Quelle gestion de projet pour les professionnels du droit ?

Publié sur LinkedIn le 22 mai 2020

Les juristes d’entreprise et les avocats sont nombreux à vouloir se mettre à la gestion de projet. Le « legal project management » est à la mode. L’idée de travailler de manière plus structurée et plus efficace et de mener à bien les projets dans les délais et dans les budgets est en effet alléchante. Mais la méthode connue sous le nom de « gestion de projet “ est-elle à la hauteur des espérances que l’on met en elle ?

Traditionnellement, la gestion de projet procède en quatre étapes qui se succèdent de manière linéaire : initiation (le projet est décidé et validé), planification (on détermine dans les détails qui va faire quoi, quand et avec quel budget), exécution (conformément au planning), et enfin clôture du projet.

Cette méthode traditionnelle convient pour les projets dont le déroulement est prévisible et dans lesquels on a la maîtrise de son emploi du temps. Mais il faut bien constater que, tant pour les avocats que pour les juristes d’entreprise, cette prévisibilité et cette maîtrise sont plutôt l’exception que la règle. Dans la plupart des cas, le scénario est indécis, incertain, et imprévisible, et change en cours de route : comment savoir à l’avance comment va se dérouler une négociation ? Un litige ? Une transaction M&A ? Tout dépend de la manière dont la partie adverse va se comporter, facteur sur lequel on n’a guère de contrôle. Parfois, c’est le comportement de son propre client qui est imprévisible : va-t-il réagir rapidement aux demandes d’information ou mettre deux mois pour répondre ? 
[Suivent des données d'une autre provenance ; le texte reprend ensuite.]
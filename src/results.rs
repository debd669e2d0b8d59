use crate::benchmark::ConfigurationResult;
use crate::cli::SpaceKind;
use crate::metrics::{AggregateResult, ChannelLabels};
use crate::space::Configuration;
use anyhow::{Context, Result};
use serde::Serialize;
use std::io::{self, Write};
use std::path::{Path, PathBuf};
use tracing::info;

const SEPARATOR_WIDTH: usize = 40;

/// Human-readable per-configuration report
///
/// ```text
/// ----------------------------------------
/// MPSC: false, BATCHING: true, BP: false
/// enqueue: 1843.512 ns
/// dequeue: 977.250 ns
/// ----------------------------------------
/// ```
pub struct Reporter<W: Write> {
    out: W,
    labels: ChannelLabels,
}

impl<W: Write> Reporter<W> {
    pub fn new(out: W, labels: ChannelLabels) -> Self {
        Self { out, labels }
    }

    /// Leading separator, written once before the first configuration
    pub fn begin(&mut self) -> io::Result<()> {
        writeln!(self.out)?;
        writeln!(self.out, "{}", "-".repeat(SEPARATOR_WIDTH))?;
        self.out.flush()
    }

    pub fn report(&mut self, configuration: &Configuration, aggregate: &AggregateResult) -> io::Result<()> {
        write!(self.out, "{}", render(configuration, aggregate, &self.labels))?;
        self.out.flush()
    }

    pub fn into_inner(self) -> W {
        self.out
    }
}

/// Render one configuration's block, including its trailing separator
pub fn render(configuration: &Configuration, aggregate: &AggregateResult, labels: &ChannelLabels) -> String {
    format!(
        "{}\n{}: {:.3} ns\n{}: {:.3} ns\n{}\n",
        configuration,
        labels.channel_a,
        aggregate.mean_a_ns,
        labels.channel_b,
        aggregate.mean_b_ns,
        "-".repeat(SEPARATOR_WIDTH)
    )
}

/// Settings of the sweep, recorded alongside its results
#[derive(Debug, Clone, Serialize)]
pub struct SweepSettings {
    pub source: PathBuf,
    pub space: SpaceKind,
    pub flags: Vec<String>,
    pub labels: ChannelLabels,
    pub warmup_runs: usize,
    pub measurement_runs: usize,
}

/// System information for reproducibility
#[derive(Debug, Clone, Serialize)]
pub struct SystemInfo {
    pub os: String,
    pub architecture: String,
    pub cpu_cores: usize,
}

impl Default for SystemInfo {
    fn default() -> Self {
        Self {
            os: std::env::consts::OS.to_string(),
            architecture: std::env::consts::ARCH.to_string(),
            cpu_cores: num_cpus::get(),
        }
    }
}

#[derive(Debug, Serialize)]
pub struct SweepMetadata {
    pub version: String,
    pub run_id: String,
    pub timestamp: chrono::DateTime<chrono::Utc>,
    pub system_info: SystemInfo,
    pub settings: SweepSettings,
}

/// JSON document written by `ResultsManager::finalize`
#[derive(Debug, Serialize)]
pub struct SweepSummary<'a> {
    pub metadata: SweepMetadata,
    pub results: &'a [ConfigurationResult],
}

/// Writes the JSON summary of a single sweep
pub struct ResultsManager {
    output_file: PathBuf,
    run_id: String,
    settings: SweepSettings,
}

impl ResultsManager {
    pub fn new(output_file: &Path, settings: SweepSettings) -> Self {
        Self {
            output_file: output_file.to_path_buf(),
            run_id: crate::utils::generate_run_id(),
            settings,
        }
    }

    pub fn run_id(&self) -> &str {
        &self.run_id
    }

    /// Serialize `results` and write them to the output file
    pub fn finalize(&self, results: &[ConfigurationResult]) -> Result<()> {
        let summary = SweepSummary {
            metadata: SweepMetadata {
                version: crate::VERSION.to_string(),
                run_id: self.run_id.clone(),
                timestamp: chrono::Utc::now(),
                system_info: SystemInfo::default(),
                settings: self.settings.clone(),
            },
            results,
        };

        let json = serde_json::to_string_pretty(&summary)?;
        std::fs::write(&self.output_file, json)
            .with_context(|| format!("Failed to write results to {:?}", self.output_file))?;

        info!("Results written to: {:?}", self.output_file);
        Ok(())
    }
}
En outre, ni le juriste ni l’avocat ne maîtrisent parfaitement leur emploi du temps : pour une part importante, leur vie professionnelle ressemble plutôt à une suite d’interruptions à traiter dans l’urgence qui bouleverseconstamment les priorités et rend caduque la liste quotidienne des tâches à réaliser. Ils doivent en plus partager leur temps entre une myriade de projets concurrents dans un exercice constant d’équilibriste.

Pour toutes ces raisons, l’idée de planifier au démarrage tout le déroulement d’un projet apparaît dans bien des cas comme illusoire. Or, c’est précisément cela qu'il s'agit de faire dans la gestion de projet traditionnelle. Celle-ci reste donc pertinente pour la partie du travail qui peut être planifiée, mais que faire avec le reste : les projets complexes au déroulement imprévisible et incertain, à mener à bien tout en étant bombardé d’imprévus ? Est-on condamné à agir de manière anarchique et chaotique, en renonçant à organiser et à structurer son travail, en sautant d’un email à l’autre, d’une urgence à l’autre, en parant au plus pressé et en encadrant l’écran de son ordinateur d’une guirlande de post-it ? 

Heureusement, il existe d’autres méthodes qui permettent de travailler et de mener à bien les projets de manière structurée, mais sans passer par une planification détaillée.  C’est l’objet du mouvement Agile, lancé en 2001 dans le domaine du développement de nouveaux logiciels, mais dont le champ d’application ne cesse de s’étendre depuis. Cette manière différente de penser la gestion de projet (« agile project management ») est une source d’inspiration particulièrement utile pour les professionnels du droit, car elle correspond exactement aux conditions dans lesquelles ceux-ci doivent mener à bien la plupart de leurs projets. Il y est question de théorie de la contrainte, de tableau Kanban, de sprints, de méthode itérative, et de bien d’autres choses encore. Pour les professionnels du droit, la gestion de projet passe désormais nécessairement par là.